The induced electromotive force refers to: the motion speed of the valve core is reversely deduced by actually measuring induced electromotive force data by extracting the axial motion speed of the valve core and the induced electromotive force and calculating the proportion of the axial motion speed and the induced electromotive force, so that the motion state of the valve core is obtained.
Technical effects
The method can realize the motion state monitoring of the valve core of the self-locking valve with the micro stroke in the valve body, can monitor the motion state of the valve core under the millisecond-level working condition compared with the problem that the conventional non-contact measuring method has insufficient resolution ratio under the millisecond-level transient working condition in the valve core, can not bear a higher-level impact environment for the conventional contact measuring method, is suitable for a large number of levels of impact environment working conditions in a space environment, and particularly solves the problem that the conventional technical means is difficult to measure the motion state of the micro stroke valve core under the impact transient complex working condition.
Drawings
FIG. 1 is a schematic axial-symmetric cross-sectional view of an electromagnetic structure of a latching valve according to an embodiment;
FIG. 2 is a schematic view of the apparatus of the present invention;
FIG. 3 is a schematic of the electrical circuit of the present invention;
FIG. 4 is a flow chart of the valve core motion state judgment of the self-locking valve of the present invention;
fig. 5 is an explanatory diagram for verifying that the induced electromotive force on the coil is in direct proportion to the speed of the valve core under the electromagnetic structure by using simulation software.
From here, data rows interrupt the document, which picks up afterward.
//! Cache-backed message resolution with local fallback.

use nearcast_core::cache::Cache;
use nearcast_core::environment::{GeneratorRequest, MessageGenerator};
use std::sync::Arc;
use std::time::{Duration, Instant};
use tracing::warn;

/// Deterministic local substitute for an unreachable generator.
#[must_use]
pub fn fallback_message(shop_name: &str) -> String {
    format!("You are near {shop_name}! Stop by and take a look.")
}

/// Stable cache key for a (user attributes, place attributes) pair.
///
/// Plain field concatenation rather than a hash: keys stay debuggable in
/// `redis-cli`, and the same pair must map to the same key from every
/// pipeline instance.
#[must_use]
pub fn cache_key(request: &GeneratorRequest) -> String {
    format!(
        "msg:{}:{}:{}:{}:{}:{}",
        request.user.age,
        request.user.profession,
        request.user.interests,
        request.poi.name,
        request.poi.category,
        request.poi.description,
    )
}

/// Outcome of one resolution.
#[derive(Debug, Clone, PartialEq)]
pub struct ResolvedMessage {
    /// The message text; never empty.
    pub message: String,
    /// Whether the text came from the cache.
    pub from_cache: bool,
    /// Generator call latency in milliseconds; 0 on cache hits.
    pub generation_time_ms: f64,
    /// Whether the local fallback was substituted for a failed call.
    pub used_fallback: bool,
}

/// Resolves generation requests through the cache.
///
/// Order: cache hit → cached text; miss → generator call, result stored with
/// the configured TTL; call failure (transport, timeout, non-2xx, bad body)
/// → [`fallback_message`]. A cache backend failure is logged and treated as
/// a miss on read and a no-op on write, so the cache is never load-bearing.
pub struct MessageResolver {
    generator: Arc<dyn MessageGenerator>,
    cache: Arc<dyn Cache>,
    ttl: Duration,
}

impl MessageResolver {
    /// Create a resolver storing generated messages with `ttl`.
    #[must_use]
    pub fn new(generator: Arc<dyn MessageGenerator>, cache: Arc<dyn Cache>, ttl: Duration) -> Self {
        Self {
            generator,
            cache,
            ttl,
        }
    }

    /// Resolve a message for the request. Infallible by design: the worst
    /// outcome is the fallback text.
    pub async fn resolve(&self, request: &GeneratorRequest) -> ResolvedMessage {
        let key = cache_key(request);

        match self.cache.get(&key).await {
            Ok(Some(message)) => {
                return ResolvedMessage {
                    message,
                    from_cache: true,
                    generation_time_ms: 0.0,
                    used_fallback: false,
                };
            },
            Ok(None) => {},
            Err(e) => {
                warn!(error = %e, "cache read failed, treating as miss");
            },
        }

        let started = Instant::now();
        match self.generator.generate(request).await {
            Ok(reply) => {
                let elapsed_ms = started.elapsed().as_secs_f64() * 1000.0;
                if let Err(e) = self.cache.set(&key, &reply.message, self.ttl).await {
                    warn!(error = %e, "cache write failed, continuing without caching");
                }
                ResolvedMessage {
                    message: reply.message,
                    from_cache: false,
                    generation_time_ms: elapsed_ms,
                    used_fallback: false,
                }
            },
            Err(e) => {
                let elapsed_ms = started.elapsed().as_secs_f64() * 1000.0;
                warn!(
                    error = %e,
                    shop = %request.poi.name,
                    "message generation failed, using fallback"
                );
                ResolvedMessage {
                    message: fallback_message(&request.poi.name),
                    from_cache: false,
                    generation_time_ms: elapsed_ms,
                    used_fallback: true,
                }
            },
        }
    }
}

#[cfg(test)]
mod tests {
    #![allow(clippy::unwrap_used, clippy::expect_used, clippy::panic)] // Test code

    use super::*;
    use nearcast_cache::MemoryCache;
    use nearcast_core::environment::{GeneratedReply, PoiAttributes, UserAttributes};
    use nearcast_core::error::GeneratorError;
    use std::future::Future;
    use std::pin::Pin;
    use std::sync::atomic::{AtomicUsize, Ordering};

    struct StubGenerator {
        reply: Result<&'static str, ()>,
        calls: AtomicUsize,
    }

    impl StubGenerator {
        fn succeeding(message: &'static str) -> Self {
            Self {
                reply: Ok(message),
                calls: AtomicUsize::new(0),
            }
        }

        fn failing() -> Self {
            Self {
                reply: Err(()),
                calls: AtomicUsize::new(0),
            }
        }
    }

    impl MessageGenerator for StubGenerator {
        fn generate(
            &self,
            _request: &GeneratorRequest,
        ) -> Pin<Box<dyn Future<Output = Result<GeneratedReply, GeneratorError>> + Send + '_>>
        {
            self.calls.fetch_add(1, Ordering::SeqCst);
            let reply = self.reply;
            Box::pin(async move {
                match reply {
                    Ok(message) => Ok(GeneratedReply {
                        message: message.to_string(),
                        cached: false,
                    }),
                    Err(()) => Err(GeneratorError::RequestFailed("connection refused".into())),
                }
            })
        }
    }

    fn request() -> GeneratorRequest {
        GeneratorRequest {
            user: UserAttributes {
                age: 30,
                profession: "engineer".into(),
                interests: "tech,travel".into(),
            },
            poi: PoiAttributes {
                name: "Café Milano".into(),
                category: "bar".into(),
                description: "Shop 50m away".into(),
            },
        }
    }

    #[test]
    fn cache_key_is_stable_and_attribute_sensitive() {
        let a = cache_key(&request());
        let b = cache_key(&request());
        assert_eq!(a, b);

        let mut other = request();
        other.poi.name = "Libreria Dante".into();
        assert_ne!(a, cache_key(&other));
    }

    #[test]
    fn fallback_text_is_deterministic() {
        assert_eq!(
            fallback_message("Café Milano"),
            "You are near Café Milano! Stop by and take a look."
        );
    }

    #[tokio::test]
    async fn miss_then_hit_round_trip() {
        let generator = Arc::new(StubGenerator::succeeding("Fresh espresso nearby!"));
        let resolver = MessageResolver::new(
            Arc::clone(&generator) as Arc<dyn MessageGenerator>,
            Arc::new(MemoryCache::new()),
            Duration::from_secs(60),
        );

        let first = resolver.resolve(&request()).await;
        assert_eq!(first.message, "Fresh espresso nearby!");
        assert!(!first.from_cache);
        assert!(!first.used_fallback);

        let second = resolver.resolve(&request()).await;
        assert_eq!(second.message, "Fresh espresso nearby!");
        assert!(second.from_cache);
        assert_eq!(second.generation_time_ms, 0.0);
        // The generator was only consulted once.
        assert_eq!(generator.calls.load(Ordering::SeqCst), 1);
    }

    #[tokio::test]
    async fn failure_resolves_to_fallback_without_caching() {
        let cache = Arc::new(MemoryCache::new());
        let resolver = MessageResolver::new(
            Arc::new(StubGenerator::failing()),
            Arc::clone(&cache) as Arc<dyn Cache>,
            Duration::from_secs(60),
        );

        let resolved = resolver.resolve(&request()).await;
        assert!(resolved.used_fallback);
        assert!(!resolved.from_cache);
        assert_eq!(
            resolved.message,
            "You are near Café Milano! Stop by and take a look."
        );
        // Fallback text is never cached: the next resolution retries the call.
        assert_eq!(cache.get(&cache_key(&request())).await.unwrap(), None);
    }
}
FIG. 6 shows measured values of voltage signals in practical examples
FIG. 7 shows the integral value of the voltage signal, i.e. the movement status of the valve core of the self-locking valve in the practical embodiment
In the figure: the device comprises annular coils 1 and 3, a magnet 2, a valve core locking end 4, a valve core 5, a valve core movement stroke gap 6, a valve core opening end 7, a valve body structure 8, a self-locking valve 9, a self-locking valve coil anode and cathode 10, an impact source 11, a data acquisition instrument 12, a fixed value resistor 13, a lead wire 14, a data processing and drawing module 15 and a coil internal resistance 16.
Detailed Description
The valve element motion state monitored by the embodiment comprises the following steps: the valve core is in a locking or opening state, the times and moments of collision with the limiting ends on two sides in the moving process, and the axial moving speed and displacement curve of the valve core in the micro-stroke gap.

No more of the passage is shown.